Des violences ont éclaté à Kinshasa à la suite d’une attaque visant des partisans de Martin Fayulu. Le siège du parti Add congo a été vandalisé et plusieurs personnes ont été blessées. Prince Epenge, porte-parole de la coalition Lamuka, a pour sa part été évacué par la police.
D’après Prince Epenge, les faits se sont produits alors que des militants regagnaient le siège du parti après avoir participé à une messe commémorative en mémoire des Martyrs de la démocratie. Ces derniers avaient été tués le 16 février 1992 alors qu’ils réclamaient la réouverture de la Conférence nationale souveraine.

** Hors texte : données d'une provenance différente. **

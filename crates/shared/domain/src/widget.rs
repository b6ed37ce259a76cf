use crate::constants::{PUBLIC_PATH, WIDGET_BUNDLE_DIR, WIDGET_BUNDLE_ENTRY};
use serde::Deserialize;

/// One deployable widget: the directory name it was built from and the tag it registers.
#[derive(Debug, Clone, PartialEq, Eq, Deserialize)]
pub struct WidgetConfig {
    pub name: String,
    pub tag: String,
    /// Overrides the conventional bundle location.
    #[serde(default)]
    pub src: Option<String>,
}

impl WidgetConfig {
    pub fn new(name: impl Into<String>, tag: impl Into<String>) -> Self {
        Self { name: name.into(), tag: tag.into(), src: None }
    }

    /// Resolves the bundle URL of this widget against the public base URL.
    ///
    /// `https://cdn.example` + `hello` gives
    /// `https://cdn.example/_next/static/widgets/hello/index.js`.
    #[must_use]
    pub fn bundle_src(&self, base_url: &str) -> String {
        self.src.clone().unwrap_or_else(|| {
            public_asset(base_url, &format!("{WIDGET_BUNDLE_DIR}/{}/{WIDGET_BUNDLE_ENTRY}", self.name))
        })
    }
}

/// Joins `base_url`, the public path and `asset` without doubling slashes.
#[must_use]
pub fn public_asset(base_url: &str, asset: &str) -> String {
    let base = base_url.trim_end_matches('/');
    let asset = asset.trim_start_matches('/');
    format!("{base}/{PUBLIC_PATH}/{asset}")
}
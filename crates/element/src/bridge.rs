//! Capability-gated definition of custom element types.

use crate::error::ElementError;
use crate::lifecycle::WidgetElement;
use crate::module::ModuleLoader;
use hatch_domain::constants::LOCATION_ATTRIBUTE;
use hatch_host::{ElementHost, HostError, TagRegistry};
use hatch_kernel::TagGuard;
use hatch_loader::{FeatureDescriptor, FeatureLoader};
use std::fmt;
use std::rc::Rc;
use tracing::{debug, info, instrument};

/// Result of a successful [`ElementBridge::define`].
#[derive(Debug, Clone, Copy, PartialEq, Eq)]
pub enum DefineOutcome {
    /// The class was registered under the tag.
    Registered,
    /// The tag was taken already; the class factory did not run or its class was discarded.
    AlreadyDefined,
}

/// Element class for hosts whose registry stores Rust values: creates one [`WidgetElement`] per
/// element instance.
pub struct ElementClass<M> {
    tag: Rc<str>,
    location_attribute: Rc<str>,
    modules: Rc<M>,
}

impl<M: ModuleLoader + 'static> ElementClass<M> {
    pub fn new(tag: impl Into<Rc<str>>, modules: M) -> Self {
        Self {
            tag: tag.into(),
            location_attribute: Rc::from(LOCATION_ATTRIBUTE),
            modules: Rc::new(modules),
        }
    }

    /// Reads the location from `attribute` instead of `location`.
    #[must_use]
    pub fn with_location_attribute(mut self, attribute: impl Into<Rc<str>>) -> Self {
        self.location_attribute = attribute.into();
        self
    }

    #[must_use]
    pub fn tag(&self) -> &str {
        &self.tag
    }

    /// Constructs the instance backing `host`.
    pub fn create(&self, host: impl ElementHost + 'static) -> WidgetElement<M> {
        WidgetElement::new(
            Rc::clone(&self.tag),
            Rc::clone(&self.location_attribute),
            Rc::new(host),
            Rc::clone(&self.modules),
        )
    }
}

impl<M> Clone for ElementClass<M> {
    fn clone(&self) -> Self {
        Self {
            tag: Rc::clone(&self.tag),
            location_attribute: Rc::clone(&self.location_attribute),
            modules: Rc::clone(&self.modules),
        }
    }
}

impl<M> fmt::Debug for ElementClass<M> {
    fn fmt(&self, f: &mut fmt::Formatter<'_>) -> fmt::Result {
        f.debug_struct("ElementClass")
            .field("tag", &self.tag)
            .field("location_attribute", &self.location_attribute)
            .finish_non_exhaustive()
    }
}

/// First step of a definition: a validated tag waiting for its capability.
#[derive(Debug, Clone, Copy)]
pub struct Definition<'a> {
    tag: &'a str,
}

/// Second step: the capability (the tag registry) is available, the type can be built.
#[derive(Debug)]
pub struct CapabilityReady<'a, R> {
    tag: &'a str,
    registry: R,
}

impl<'a> Definition<'a> {
    /// # Errors
    /// Returns [`ElementError::InvalidTag`] if `tag` is not a valid custom element name.
    pub fn new(tag: &'a str) -> Result<Self, ElementError> {
        TagGuard::verify(tag)?;
        Ok(Self { tag })
    }

    /// Waits until the registry capability is available.
    ///
    /// # Errors
    /// Returns [`ElementError::FeatureUnavailable`] when it cannot be acquired.
    pub async fn acquire_capability<R>(
        self,
        loader: &FeatureLoader,
        capability: &FeatureDescriptor<R>,
    ) -> Result<CapabilityReady<'a, R>, ElementError> {
        let registry = loader.ensure(capability).await.map_err(|source| {
            ElementError::FeatureUnavailable { tag: self.tag.to_owned(), source, context: None }
        })?;
        Ok(CapabilityReady { tag: self.tag, registry })
    }
}

impl<R: TagRegistry> CapabilityReady<'_, R> {
    /// Runs `factory` and registers its class, unless the tag is taken.
    ///
    /// A duplicate reported by the registry itself (a concurrent definition won) counts as
    /// [`DefineOutcome::AlreadyDefined`].
    ///
    /// # Errors
    /// Returns [`ElementError::Registration`] for any other registry failure.
    pub fn build_type(
        self,
        factory: impl FnOnce() -> R::Class,
    ) -> Result<DefineOutcome, ElementError> {
        let tag = self.tag;
        if self.registry.has_tag(tag) {
            debug!(tag, "Tag already defined, class factory skipped");
            return Ok(DefineOutcome::AlreadyDefined);
        }

        match self.registry.define(tag, factory()) {
            Ok(()) => {
                info!(tag, "Element type registered");
                Ok(DefineOutcome::Registered)
            },
            Err(HostError::AlreadyDefined { .. }) => {
                debug!(tag, "Concurrent definition registered first, class discarded");
                Ok(DefineOutcome::AlreadyDefined)
            },
            Err(source) => {
                Err(ElementError::Registration { tag: tag.to_owned(), source, context: None })
            },
        }
    }
}

/// Defines element types once the custom element capability is present.
pub struct ElementBridge<R> {
    loader: FeatureLoader,
    capability: FeatureDescriptor<R>,
}

impl<R: TagRegistry> ElementBridge<R> {
    /// `capability` yields the tag registry; its acquisition typically injects a polyfill.
    #[must_use]
    pub const fn new(loader: FeatureLoader, capability: FeatureDescriptor<R>) -> Self {
        Self { loader, capability }
    }

    #[must_use]
    pub const fn loader(&self) -> &FeatureLoader {
        &self.loader
    }

    /// Registers the class built by `factory` under `tag`.
    ///
    /// The tag is validated first. The factory runs after the capability is available, at most
    /// once, and only when the tag is still free.
    ///
    /// Failures are returned without being logged; the caller decides how to report them.
    ///
    /// # Errors
    /// * [`ElementError::InvalidTag`] for an invalid tag; nothing is acquired.
    /// * [`ElementError::FeatureUnavailable`] when the capability cannot be acquired.
    /// * [`ElementError::Registration`] when the registry refuses the class.
    #[instrument(skip(self, factory))]
    pub async fn define(
        &self,
        tag: &str,
        factory: impl FnOnce() -> R::Class,
    ) -> Result<DefineOutcome, ElementError> {
        Definition::new(tag)?
            .acquire_capability(&self.loader, &self.capability)
            .await?
            .build_type(factory)
    }
}

impl<R> fmt::Debug for ElementBridge<R> {
    fn fmt(&self, f: &mut fmt::Formatter<'_>) -> fmt::Result {
        f.debug_struct("ElementBridge")
            .field("capability", &self.capability)
            .finish_non_exhaustive()
    }
}
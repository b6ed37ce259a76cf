//! # Runtime
//!
//! The event loop natively hosted widgets run on.
//!
//! Element lifecycles share state through `Rc<RefCell<_>>` and their futures are `!Send`, so
//! they run on a current-thread [Tokio](https://tokio.rs) runtime inside a [`LocalSet`]: the
//! native stand-in for the browser's single event loop.
//!
//! ## Example
//!
//! ```rust
//! use hatch_runtime::{RuntimeConfig, run_local};
//! use std::rc::Rc;
//!
//! let shared = Rc::new(41);
//! let answer = run_local(&RuntimeConfig::default(), async move {
//!     let task = tokio::task::spawn_local(async move { *shared + 1 });
//!     task.await.unwrap_or_default()
//! })?;
//! assert_eq!(answer, 42);
//! # Ok::<(), hatch_runtime::RuntimeError>(())
//! ```

use std::borrow::Cow;
use std::future::Future;
use tokio::runtime::{Builder, Runtime};
use tokio::task::LocalSet;
use tracing::debug;

/// Scheduler ticks between polls of external events.
const DEFAULT_EVENT_INTERVAL: u32 = 61;
const DEFAULT_THREAD_NAME: &str = "hatch-loop";

/// Errors raised while building the runtime.
#[derive(Debug, thiserror::Error)]
pub enum RuntimeError {
    #[error("Failed to initialize runtime{}: {source}", format_context(.context))]
    Build { source: std::io::Error, context: Option<Cow<'static, str>> },
}

fn format_context(context: &Option<Cow<'static, str>>) -> Cow<'static, str> {
    context.as_ref().map_or(Cow::Borrowed(""), |c| Cow::Owned(format!(" ({c})")))
}

/// Configuration of the event loop.
#[derive(Debug, Clone)]
pub struct RuntimeConfig {
    /// Name of blocking-pool threads.
    pub thread_name: String,
    pub event_interval: u32,
}

impl Default for RuntimeConfig {
    fn default() -> Self {
        Self { thread_name: DEFAULT_THREAD_NAME.to_owned(), event_interval: DEFAULT_EVENT_INTERVAL }
    }
}

impl RuntimeConfig {
    #[must_use = "Customize the thread name"]
    pub fn with_thread_name(mut self, name: impl Into<String>) -> Self {
        let name = name.into();
        self.thread_name =
            if name.trim().is_empty() { DEFAULT_THREAD_NAME.to_owned() } else { name };
        self
    }

    #[must_use = "Customize how often the scheduler polls for external events"]
    pub fn with_event_interval(mut self, interval: u32) -> Self {
        self.event_interval = interval.max(1);
        self
    }
}

/// Builds a current-thread runtime with the timer driver enabled.
///
/// # Errors
/// Returns [`RuntimeError::Build`] if the OS refuses the runtime's resources.
pub fn build_runtime(config: &RuntimeConfig) -> Result<Runtime, RuntimeError> {
    debug!(config = ?config, "Building current-thread runtime");

    Builder::new_current_thread()
        .thread_name(&config.thread_name)
        .event_interval(config.event_interval.max(1))
        .enable_time()
        .build()
        .map_err(|source| RuntimeError::Build { source, context: Some("current_thread".into()) })
}

/// Runs `future` to completion on a fresh runtime inside a [`LocalSet`], so it may
/// `spawn_local` `!Send` tasks.
///
/// # Errors
/// Returns [`RuntimeError::Build`] if the runtime cannot be created.
pub fn run_local<F: Future>(config: &RuntimeConfig, future: F) -> Result<F::Output, RuntimeError> {
    let runtime = build_runtime(config)?;
    let local = LocalSet::new();
    Ok(local.block_on(&runtime, future))
}
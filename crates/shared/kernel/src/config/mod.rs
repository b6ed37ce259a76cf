use config::{Config, Environment, File};
use serde::de::DeserializeOwned;
use std::borrow::Cow;
use std::path::{Path, PathBuf};
use tracing::info;

/// Prefix of the environment overrides (`HATCH__LOADER__SCRIPT_TIMEOUT_MS`).
pub const ENV_PREFIX: &str = "HATCH";

/// Custom error type for config loading.
#[derive(Debug, thiserror::Error)]
pub enum ConfigError {
    #[error("Config error{}: {source}", format_context(.context))]
    Config { source: config::ConfigError, context: Option<Cow<'static, str>> },
}

fn format_context(context: &Option<Cow<'static, str>>) -> Cow<'static, str> {
    context.as_ref().map_or(Cow::Borrowed(""), |c| Cow::Owned(format!(" ({c})")))
}

trait ConfigErrorExt<T> {
    fn context(self, context: &'static str) -> Result<T, ConfigError>;
}

impl<T> ConfigErrorExt<T> for Result<T, config::ConfigError> {
    fn context(self, context: &'static str) -> Result<T, ConfigError> {
        self.map_err(|source| ConfigError::Config { source, context: Some(context.into()) })
    }
}

/// Layered configuration loader: a base file plus environment overrides.
///
/// 1. **Base File**: settings from `path` (format picked from the extension). Defaults to
///    `hatch` in the current working directory. Unlike the environment layer, the file is
///    required.
/// 2. **Environment Overrides**: variables prefixed with `HATCH__`; nested keys use double
///    underscores (`HATCH__PUBLIC__BASE_URL` maps to `public.base_url`).
///
/// # Errors
/// * The configuration file cannot be found or parsed.
/// * The merged content does not match the structure of `T`.
///
/// # Example
/// ```rust
/// use hatch_kernel::config::load_config;
///
/// #[derive(Default, serde::Deserialize)]
/// struct PageConfig {
///     base_url: String,
/// }
///
/// let cfg: PageConfig = load_config(Some("config/page")).unwrap_or_default();
/// ```
pub fn load_config<T>(path: Option<impl AsRef<Path>>) -> Result<T, ConfigError>
where
    T: DeserializeOwned,
{
    let effective_path = path.map_or_else(|| PathBuf::from("hatch"), |p| p.as_ref().to_path_buf());

    let builder = Config::builder()
        .add_source(File::from(effective_path.as_path()).required(true))
        .add_source(
            Environment::with_prefix(ENV_PREFIX)
                .prefix_separator("__")
                .separator("__")
                .try_parsing(true)
                .convert_case(config::Case::Snake),
        );

    info!("Loading config from {}", effective_path.display());

    let config = builder
        .build()
        .context("Failed to build config")?
        .try_deserialize::<T>()
        .context("Failed to deserialize config")?;

    Ok(config)
}
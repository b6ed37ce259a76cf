pub mod tag;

Le porte-parole accuse des individus qu’il présente comme membres de la « Force du progrès », structure liée à l’Union pour la démocratie et le progrès social (UDPS), dont une base serait située sur l’avenue de l’Enseignement. Selon son témoignage, les assaillants, munis d’armes blanches, auraient pris d’assaut les locaux du parti. « Pendant près d’une heure, nous avons été assiégés. Ils ont tout saccagé », a-t-il affirmé, qualifiant l’incident « d’attaque à caractère terroriste ».
Un bilan provisoire fait état de quatre militants blessés, dont deux ont été hospitalisés pour recevoir des soins. Prince Epenge indique que les forces de l’ordre seraient intervenues environ quarante minutes après le début des violences, procédant ensuite à son évacuation.
Ces événements interviennent dans un climat politique tendu dans la capitale congolaise, particulièrement sensible à l’approche des commémorations du 16 février. Au moment de la publication, aucune réaction officielle des autorités n’avait encore été enregistrée.